As a Validation Engineer, you will be responsible for the Steam In Place (SIP) activities in Upstream and Downstream equipment and ensuring that all customer quality requirements are adhered to. You should have experience in coordinating and performing temperature mapping and validation of equipment such as autoclaves, fridges, freezers, incubators, stability cabinets as well as SIP systems. In addition, working in a sterile manufacturing environment, you will execute Steam In Place (SIP) cycle development and performance qualification studies on Upstream and/or Downstream process equipment including Bioreactors, Centrifuge, Process Skids and Vessels. You will produce validation protocols and qualification reports and ensure that good documentation practices are adhered to when generating reports. Full training will be provided to achieve this.
Your other duties will include:
- Calibrating thermocouples and performing post-study calibration verifications
- Ensuring that safety procedures are adhered to during sterilization studies
- Assisting with deviation and exception resolution
To be considered for this role:
- Experience of working with upstream and downstream systems or equivalent vessels/equipment is an advantage
- Be able to work on your own initiative and execute validation studies
- Be competent in the handling and placement of Biological Indicators is an advantage
- Have a third level qualification in a scientific, engineering, biological or quality discipline
- Experience in Lock-out Tag-out (LOTO) is desirable but not essential
- Experience in the ability to walk-down P&IDs is desirable
Analytical and focused, as a Validation Engineer, you must have strong interpersonal, communication and organizational skills with a meticulous attention to detail.
To apply for the role of a Validation Engineer, please contact Gerard Collins on as soon as possible – immediate starts available.

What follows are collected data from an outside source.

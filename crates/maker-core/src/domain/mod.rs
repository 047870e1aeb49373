// ============================================================================
//  CLEAN MODULE BOUNDARIES
// ============================================================================

//! Core domain layer for r3f-maker.
//!
//! This module contains pure data and rules with no I/O. Everything that
//! touches the filesystem or spawns a process goes through the ports in
//! `crate::application::ports`.
//!
//! - **No async**: Domain logic is synchronous
//! - **No I/O**: No filesystem, network, or external calls
//! - **Immutable values**: constructed validated, never mutated afterwards

pub mod command;
pub mod error;
pub mod outcome;
pub mod project;
pub mod template_set;
pub mod toolchain;

pub use command::{CommandOutcome, CommandOutput, CommandSpec, StdioMode};
pub use error::{DomainError, ErrorCategory};
pub use outcome::{
    AuditOutcome, InstallOutcome, PreviewOutcome, ProbeStrategyKind, RunSummary, RunWarning,
    ToolingReport,
};
pub use project::{ProjectDescriptor, ProjectName};
pub use template_set::{PackageManifest, TemplateFile, TemplateSet};
pub use toolchain::{PackageManager, Toolchain};
// ============================================================================
// domain/error.rs - DOMAIN ERRORS
// ============================================================================

use thiserror::Error;

/// Root domain error type.
///
/// All errors are:
/// - Cloneable (they travel inside `MakerError`)
/// - Categorizable (for CLI display)
/// - Actionable (provides suggestions)
#[derive(Debug, Error, Clone, PartialEq)]
pub enum DomainError {
    // ========================================================================
    // Validation Errors
    // ========================================================================
    #[error("Invalid project name '{name}': {reason}")]
    InvalidProjectName { name: String, reason: String },

    #[error("Invalid template: {0}")]
    InvalidTemplate(String),

    #[error("Duplicate path in template: {path}")]
    DuplicatePath { path: String },

    #[error("Absolute paths not allowed: {path}")]
    AbsolutePathNotAllowed { path: String },

    #[error("Path escapes the project directory: {path}")]
    PathEscapesRoot { path: String },

    // ========================================================================
    // Manifest Errors
    // ========================================================================
    #[error("Base package manifest is invalid: {reason}")]
    InvalidManifest { reason: String },
}

impl DomainError {
    /// Get user-actionable suggestions for fixing this error.
    pub fn suggestions(&self) -> Vec<String> {
        match self {
            Self::InvalidProjectName { name, reason } => vec![
                format!("Project name '{}' is invalid: {}", name, reason),
                "Use letters, digits, hyphens, and underscores".into(),
                "The name becomes both the directory and the package name".into(),
                "Examples: my-scene, galaxy_demo, r3f-playground".into(),
            ],
            Self::InvalidTemplate(_)
            | Self::DuplicatePath { .. }
            | Self::AbsolutePathNotAllowed { .. }
            | Self::PathEscapesRoot { .. }
            | Self::InvalidManifest { .. } => vec![
                "The built-in template set is corrupted".into(),
                "Please report this issue".into(),
            ],
        }
    }

    /// Error category for CLI display styling.
    pub fn category(&self) -> ErrorCategory {
        match self {
            Self::InvalidProjectName { .. } => ErrorCategory::Validation,
            _ => ErrorCategory::Internal,
        }
    }
}

#[derive(Debug, Clone, Copy, PartialEq, Eq)]
pub enum ErrorCategory {
    Validation,
    Internal,
}
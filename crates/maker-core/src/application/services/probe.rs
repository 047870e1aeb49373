//! Tooling probe - a priority-ordered capability-detection chain.
//!
//! PATH configuration differs wildly between hosts, so a single direct
//! invocation check gives false negatives. The chain tries each
//! [`ProbeStrategy`] in order and stops at the first one that succeeds.

use std::path::{Path, PathBuf};

use tracing::{debug, info, instrument};

use crate::{
    application::{
        ApplicationError,
        ports::{CommandRunner, Filesystem, ProgressEvent, ProgressReporter},
    },
    domain::{
        CommandOutcome, CommandSpec, ProbeStrategyKind, StdioMode, ToolingReport, Toolchain,
    },
    error::MakerResult,
};

/// One way of establishing that the runtime and package manager are usable.
#[derive(Debug, Clone, PartialEq, Eq)]
pub enum ProbeStrategy {
    /// Invoke both version commands by bare name.
    Direct,
    /// Invoke the executables inside each listed directory that exists.
    KnownLocations(Vec<PathBuf>),
    /// Accept the presence of this dependency cache directory as evidence.
    DependencyCache(PathBuf),
    /// Retry the version commands through another shell interpreter.
    SecondaryShell(PathBuf),
}

impl ProbeStrategy {
    pub fn kind(&self) -> ProbeStrategyKind {
        match self {
            Self::Direct => ProbeStrategyKind::Direct,
            Self::KnownLocations(_) => ProbeStrategyKind::KnownLocations,
            Self::DependencyCache(_) => ProbeStrategyKind::DependencyCache,
            Self::SecondaryShell(_) => ProbeStrategyKind::SecondaryShell,
        }
    }
}

/// Ordered list of probe strategies.
#[derive(Debug, Clone, PartialEq, Eq)]
pub struct ProbeChain {
    strategies: Vec<ProbeStrategy>,
}

impl Default for ProbeChain {
    fn default() -> Self {
        Self::direct_only()
    }
}

impl ProbeChain {
    pub fn new(strategies: Vec<ProbeStrategy>) -> Self {
        Self { strategies }
    }

    pub fn direct_only() -> Self {
        Self::new(vec![ProbeStrategy::Direct])
    }

    pub fn strategies(&self) -> &[ProbeStrategy] {
        &self.strategies
    }

    /// Every directory the chain looks in, in order.
    pub fn searched_locations(&self) -> Vec<PathBuf> {
        self.strategies
            .iter()
            .filter_map(|s| match s {
                ProbeStrategy::KnownLocations(dirs) => Some(dirs.iter().cloned()),
                _ => None,
            })
            .flatten()
            .collect()
    }

    /// Run the chain, short-circuiting on the first success.
    #[instrument(skip_all, fields(strategies = self.strategies.len()))]
    pub fn probe(
        &self,
        toolchain: &Toolchain,
        runner: &dyn CommandRunner,
        filesystem: &dyn Filesystem,
        reporter: &dyn ProgressReporter,
    ) -> MakerResult<ToolingReport> {
        let prober = Prober {
            toolchain,
            runner,
            filesystem,
            reporter,
        };

        for strategy in &self.strategies {
            reporter.report(&ProgressEvent::ProbeAttempt {
                strategy: strategy.kind(),
            });
            debug!(strategy = %strategy.kind(), "probing for tooling");

            if let Some(report) = prober.attempt(strategy) {
                info!(
                    strategy = %report.strategy,
                    runtime = report.runtime_version.as_deref().unwrap_or("assumed"),
                    "tooling available"
                );
                return Ok(report);
            }
        }

        Err(ApplicationError::ToolingUnavailable {
            runtime: toolchain.runtime().to_owned(),
            package_manager: toolchain.package_manager().to_owned(),
            searched: self.searched_locations(),
        }
        .into())
    }
}

struct Prober<'a> {
    toolchain: &'a Toolchain,
    runner: &'a dyn CommandRunner,
    filesystem: &'a dyn Filesystem,
    reporter: &'a dyn ProgressReporter,
}

impl Prober<'_> {
    fn attempt(&self, strategy: &ProbeStrategy) -> Option<ToolingReport> {
        match strategy {
            ProbeStrategy::Direct => self.direct(),
            ProbeStrategy::KnownLocations(dirs) => {
                dirs.iter().find_map(|dir| self.in_location(dir))
            }
            ProbeStrategy::DependencyCache(dir) => self.dependency_cache(dir),
            ProbeStrategy::SecondaryShell(shell) => self.secondary_shell(shell),
        }
    }

    fn direct(&self) -> Option<ToolingReport> {
        let pm_program = self.toolchain.package_manager_program();
        let runtime_version = self.version(Toolchain::version_query(
            self.toolchain.runtime_program(),
        ))?;
        let pm_version = self.version(Toolchain::version_query(&pm_program))?;

        Some(ToolingReport {
            strategy: ProbeStrategyKind::Direct,
            runtime_version: Some(runtime_version),
            package_manager_version: Some(pm_version),
            package_manager_program: pm_program,
            location: None,
        })
    }

    fn in_location(&self, dir: &Path) -> Option<ToolingReport> {
        if !self.filesystem.exists(dir) {
            return None;
        }
        self.reporter.report(&ProgressEvent::LocationFound {
            path: dir.to_path_buf(),
        });

        let pm_program = self.toolchain.package_manager_in(dir);
        let runtime_version =
            self.version(Toolchain::version_query(self.toolchain.runtime_in(dir)))?;
        let pm_version = self.version(Toolchain::version_query(&pm_program))?;

        Some(ToolingReport {
            strategy: ProbeStrategyKind::KnownLocations,
            runtime_version: Some(runtime_version),
            package_manager_version: Some(pm_version),
            package_manager_program: pm_program,
            location: Some(dir.to_path_buf()),
        })
    }

    fn dependency_cache(&self, dir: &Path) -> Option<ToolingReport> {
        if !self.filesystem.exists(dir) {
            return None;
        }

        Some(ToolingReport {
            strategy: ProbeStrategyKind::DependencyCache,
            runtime_version: None,
            package_manager_version: None,
            package_manager_program: self.toolchain.package_manager_program(),
            location: Some(dir.to_path_buf()),
        })
    }

    fn secondary_shell(&self, shell: &Path) -> Option<ToolingReport> {
        let through_shell = |program: &str| {
            CommandSpec::new(shell).args(["-NoProfile", "-Command", &format!("{program} --version")])
        };

        let runtime_version = self.version(through_shell(self.toolchain.runtime()))?;
        let pm_version = self.version(through_shell(self.toolchain.package_manager()))?;

        Some(ToolingReport {
            strategy: ProbeStrategyKind::SecondaryShell,
            runtime_version: Some(runtime_version),
            package_manager_version: Some(pm_version),
            package_manager_program: self.toolchain.package_manager_program(),
            location: None,
        })
    }

    /// First stdout line of a successful version query.
    fn version(&self, spec: CommandSpec) -> Option<String> {
        match self.runner.run(&spec, StdioMode::Captured) {
            Ok(CommandOutcome::Completed(out)) if out.success() => {
                Some(out.first_line().unwrap_or_default().to_owned())
            }
            Ok(other) => {
                debug!(command = %spec, outcome = ?other, "version query failed");
                None
            }
            Err(e) => {
                debug!(command = %spec, error = %e, "version query could not start");
                None
            }
        }
    }
}

#[cfg(test)]
mod tests {
    use super::*;
    use crate::application::ports::{MockCommandRunner, MockFilesystem, MockProgressReporter};
    use crate::domain::CommandOutput;

    fn ok(stdout: &str) -> MakerResult<CommandOutcome> {
        Ok(CommandOutcome::Completed(CommandOutput {
            code: Some(0),
            stdout: stdout.into(),
            stderr: String::new(),
        }))
    }

    fn not_found(spec: &CommandSpec) -> MakerResult<CommandOutcome> {
        Err(ApplicationError::CommandSpawn {
            command: spec.to_string(),
            reason: "not found".into(),
        }
        .into())
    }

    fn quiet_reporter() -> MockProgressReporter {
        let mut reporter = MockProgressReporter::new();
        reporter.expect_report().return_const(());
        reporter
    }

    #[test]
    fn direct_success_short_circuits() {
        let mut runner = MockCommandRunner::new();
        runner
            .expect_run()
            .times(2)
            .returning(|spec, _| {
                if spec.program().to_string_lossy().starts_with("node") {
                    ok("v20.11.0\n")
                } else {
                    ok("10.2.4\n")
                }
            });
        let fs = MockFilesystem::new();
        let chain = ProbeChain::new(vec![
            ProbeStrategy::Direct,
            ProbeStrategy::DependencyCache(PathBuf::from("node_modules")),
        ]);

        let report = chain
            .probe(&Toolchain::default(), &runner, &fs, &quiet_reporter())
            .unwrap();

        assert_eq!(report.strategy, ProbeStrategyKind::Direct);
        assert_eq!(report.runtime_version.as_deref(), Some("v20.11.0"));
        assert_eq!(report.package_manager_version.as_deref(), Some("10.2.4"));
    }

    #[test]
    fn falls_back_to_existing_known_location() {
        let mut runner = MockCommandRunner::new();
        runner.expect_run().returning(|spec, _| {
            if spec.program().starts_with("/opt/node/bin") {
                ok("v18.19.0")
            } else {
                not_found(spec)
            }
        });
        let mut fs = MockFilesystem::new();
        fs.expect_exists()
            .returning(|p| p != Path::new("/missing"));

        let chain = ProbeChain::new(vec![
            ProbeStrategy::Direct,
            ProbeStrategy::KnownLocations(vec![
                PathBuf::from("/missing"),
                PathBuf::from("/opt/node/bin"),
            ]),
        ]);

        let report = chain
            .probe(&Toolchain::default(), &runner, &fs, &quiet_reporter())
            .unwrap();

        assert_eq!(report.strategy, ProbeStrategyKind::KnownLocations);
        assert_eq!(report.location, Some(PathBuf::from("/opt/node/bin")));
        assert!(report.package_manager_program.starts_with("/opt/node/bin"));
    }

    #[test]
    fn dependency_cache_is_assumed_without_versions() {
        let mut runner = MockCommandRunner::new();
        runner.expect_run().returning(|spec, _| not_found(spec));
        let mut fs = MockFilesystem::new();
        fs.expect_exists().return_const(true);

        let chain = ProbeChain::new(vec![
            ProbeStrategy::Direct,
            ProbeStrategy::DependencyCache(PathBuf::from("node_modules")),
        ]);

        let report = chain
            .probe(&Toolchain::default(), &runner, &fs, &quiet_reporter())
            .unwrap();
        assert_eq!(report.strategy, ProbeStrategyKind::DependencyCache);
        assert!(report.is_assumed());
    }

    #[test]
    fn secondary_shell_wraps_version_command() {
        let mut runner = MockCommandRunner::new();
        runner.expect_run().returning(|spec, _| {
            if spec.program() == Path::new("powershell") {
                assert_eq!(spec.arguments()[0], "-NoProfile");
                ok("v20.0.0")
            } else {
                not_found(spec)
            }
        });
        let fs = MockFilesystem::new();
        let chain = ProbeChain::new(vec![
            ProbeStrategy::Direct,
            ProbeStrategy::SecondaryShell(PathBuf::from("powershell")),
        ]);

        let report = chain
            .probe(&Toolchain::default(), &runner, &fs, &quiet_reporter())
            .unwrap();
        assert_eq!(report.strategy, ProbeStrategyKind::SecondaryShell);
    }

    #[test]
    fn failing_version_command_is_absent() {
        let mut runner = MockCommandRunner::new();
        runner.expect_run().returning(|_, _| {
            Ok(CommandOutcome::Completed(CommandOutput {
                code: Some(1),
                ..Default::default()
            }))
        });
        let fs = MockFilesystem::new();

        let err = ProbeChain::direct_only()
            .probe(&Toolchain::default(), &runner, &fs, &quiet_reporter())
            .unwrap_err();
        assert!(matches!(
            err,
            crate::error::MakerError::Application(ApplicationError::ToolingUnavailable { .. })
        ));
    }

    #[test]
    fn exhaustion_reports_searched_locations() {
        let mut runner = MockCommandRunner::new();
        runner.expect_run().returning(|spec, _| not_found(spec));
        let mut fs = MockFilesystem::new();
        fs.expect_exists().return_const(false);

        let chain = ProbeChain::new(vec![
            ProbeStrategy::Direct,
            ProbeStrategy::KnownLocations(vec![PathBuf::from("/a"), PathBuf::from("/b")]),
            ProbeStrategy::DependencyCache(PathBuf::from("node_modules")),
        ]);

        match chain.probe(&Toolchain::default(), &runner, &fs, &quiet_reporter()) {
            Err(crate::error::MakerError::Application(ApplicationError::ToolingUnavailable {
                searched,
                ..
            })) => assert_eq!(searched, vec![PathBuf::from("/a"), PathBuf::from("/b")]),
            other => panic!("unexpected: {other:?}"),
        }
    }

    #[test]
    fn each_strategy_is_announced() {
        let mut runner = MockCommandRunner::new();
        runner.expect_run().returning(|spec, _| not_found(spec));
        let mut fs = MockFilesystem::new();
        fs.expect_exists().return_const(false);
        let mut reporter = MockProgressReporter::new();
        reporter
            .expect_report()
            .withf(|e| matches!(e, ProgressEvent::ProbeAttempt { .. }))
            .times(2)
            .return_const(());

        let chain = ProbeChain::new(vec![
            ProbeStrategy::Direct,
            ProbeStrategy::DependencyCache(PathBuf::from("node_modules")),
        ]);
        assert!(
            chain
                .probe(&Toolchain::default(), &runner, &fs, &reporter)
                .is_err()
        );
    }
}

In your cover email, please indicate:
- Preferred location
- Salary expectations
- Current notice period
Ellab is an international company with manufacturing, research and development facilities in Denmark. Our Validation Solutions are sold and supported through Ellab sales and service companies in 11 countries and by more than 40 distributors. With more than 71 years of experience, Ellab has around 370 dedicated employees worldwide. Ellab improves the quality of life by contributing to building confidence in the food, pharmaceutical and medical device industries by providing solutions for recording, monitoring and validating critical parameters of thermal processing procedures. In 2019 we joined forces with Hanwell Solutions Ltd. in UK in order to expand our product offering to cover industry leading wireless environmental monitoring systems. EQT (www.eqtgroup.com) has acquired the majority ownership in Ellab.